Supporters of women's ordination gather in Jackson Square in New Orleans outside the St. Louis Cathedral during the archdiocese's ordination ceremony for new priests in June 2015. Many participants in the synodal listening sessions in U.S. dioceses cited support for women's ordination and more leadership roles for women in the church. (Gabriela Arp)
The role of women in the Catholic Church was another common concern. Participants said that women deserve to be in important leadership positions in the church, even in roles that are currently cut off to them via ordained ministry in the permanent diaconate and priesthood. Synod participants framed the issue as a matter of equity and justice.
"It is encouraging to see the sense of the faithful that encourages women's ordination, something we know to be true, to be reflected in these official documents," said Kate McElwee, executive director of the Women's Ordination Conference, an organization that advocates for women to be ordained deacons, priests and bishops in the Catholic Church.
McElwee told NCR that she found it "very powerful" to see the grassroots call for women's ordination reflected in synod reports, adding that to "see their voices and longing reflected in them is a positive sign."

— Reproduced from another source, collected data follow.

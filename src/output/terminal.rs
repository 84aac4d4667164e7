// Colored terminal output for single verdicts, health checks, and batches.
//
// main.rs delegates all human-readable formatting here; JSON output goes
// straight through serde_json instead.

use colored::Colorize;

use crate::moderation::{gate, ModerationRoute};
use crate::pipeline::batch::BatchReport;
use crate::toxicity::analyzer::AnalysisOutcome;
use crate::toxicity::selector::BackendHealth;
use crate::toxicity::traits::Severity;

/// Display one analysis outcome.
pub fn display_outcome(text: &str, outcome: &AnalysisOutcome) {
    let result = &outcome.result;
    let verdict = gate(result);

    println!("\n{}", "=== Toxicity Analysis ===".bold());
    println!("  Text: {}", super::truncate_chars(text, 120).dimmed());
    println!("  Backend: {}", outcome.backend);
    if let Some(reason) = &outcome.fallback_reason {
        println!("  {} {}", "Fallback:".yellow(), reason.dimmed());
    }
    println!();
    println!("  Score: {:.1}/100", result.score);
    println!("  Severity: {}", colorize_severity(result.severity));
    println!("  Sentiment: {}", result.sentiment);
    println!("  Confidence: {:.2}", result.confidence);
    println!(
        "  Status: {}",
        match verdict.route {
            ModerationRoute::Queue => "Flagged for review".red().bold(),
            ModerationRoute::Publish => "Safe to publish".green(),
        }
    );

    if !result.categories.is_empty() {
        println!("\n  Categories:");
        for category in &result.categories {
            let marker = if category.detected {
                "!".red().bold()
            } else {
                " ".normal()
            };
            println!("    {} {:<20} {:>5.1}", marker, category.name, category.score);
        }
    }

    if !result.toxic_words.is_empty() {
        println!("\n  Triggered by: {}", result.toxic_words.join(", ").yellow());
    }

    if !result.suggestions.is_empty() {
        println!("\n  Suggestions:");
        for suggestion in &result.suggestions {
            println!("    - {suggestion}");
        }
    }
    println!();
}

/// Display the outcome of a liveness probe.
pub fn display_health(backend: &str, url: Option<&str>, health: Option<&BackendHealth>) {
    match (url, health) {
        (Some(url), Some(BackendHealth::Healthy)) => {
            println!("  {} {} at {}", "UP".green().bold(), backend, url);
        }
        (Some(url), Some(BackendHealth::Unhealthy { reason })) => {
            println!("  {} {} at {}", "DOWN".red().bold(), backend, url);
            println!("    {}", reason.dimmed());
            println!("  Analyses will use the rule-based backend.");
        }
        _ => {
            println!("  No remote backend configured; using rule-based analysis.");
        }
    }
}

/// Display a batch summary followed by the flagged items.
pub fn display_batch_report(report: &BatchReport) {
    println!(
        "\n{}",
        format!("=== Batch Report ({} texts) ===", report.total).bold()
    );
    println!("  Generated: {}", report.generated_at.dimmed());
    for (backend, count) in &report.by_backend {
        println!("  {backend}: {count}");
    }
    if report.rejected > 0 {
        println!("  {} {} rejected", "!".yellow(), report.rejected);
    }

    if report.flagged == 0 {
        println!("\n  {}", "Nothing flagged.".green());
        return;
    }

    println!("\n  {} {} flagged:", "!!".red().bold(), report.flagged);
    for item in &report.items {
        let Some(result) = item.result.as_ref().filter(|r| r.is_flagged) else {
            continue;
        };
        println!(
            "  {:>4}. {:>5.1}  {:<9} {}",
            item.index + 1,
            result.score,
            colorize_severity(result.severity),
            item.preview.dimmed()
        );
    }
    println!();
}

/// Colorize a severity label.
fn colorize_severity(severity: Severity) -> colored::ColoredString {
    let label = severity.as_str();
    match severity {
        Severity::Critical => label.red().bold(),
        Severity::High => label.red(),
        Severity::Medium => label.bright_red(),
        Severity::Low => label.yellow(),
        Severity::None => label.green(),
    }
}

Katie Ann-Marie Bugyis is a theology professor at the University of Notre Dame who studies the history of women's roles in the Catholic Church. (Courtesy of Katie Ann-Marie Bugyis)
Katie Ann-Marie Bugyis, a theology professor at the University of Notre Dame who studies the history of women's roles in the Catholic Church, told NCR that she was not surprised with the synodal responses calling for women to have equal positions of leadership and authority in the church.
"Women have had really prominent ministerial roles in the church, and this has been true since the beginning of the church's history, and I think it still remains true today," said Bugyis, who noted historical research showing that women served as deacons in the early church.
"There are many women who are really thinking about their place in society and the ways in which many patriarchal forces are still at work that are keeping them from making certain advances, and that includes the church," Bugyis said.
Synod participants across the board also called for better adult faith formation opportunities as well as vibrant liturgies and engaging homilies; better communication from priests and bishops; more efforts to integrate the different linguistic communities in multiethnic parishes and a sense of shared leadership between the clergy and laity. They also called for bishops and priests to address the widening polarization in the church, though they often disagreed on what constituted improper political commentary.
"There is an awareness of the difficult talks and the difficult conversations, and I think that is coming through to the top," said McStravog, who noted that many participants were somewhat skeptical about the synod even as they appreciated the opportunity to share their thoughts in listening sessions.
"There's excitement but also skepticism, though that skepticism may be less now than when we first started on this synodal journey," McStravog said.
Several dioceses indicated in their synthesis reports that they have already started to address some of the themes that emerged in local listening sessions, where participants also often said they want synodality to continue in their parishes.
"One of the things that I think is really important to remember is that the synod happens in the local church," McStravog said. "The diocese is where you're going to see the change first. It's not going to be at the USCCB level or the Vatican level, but in those diocesan reports is where you are going to see it first."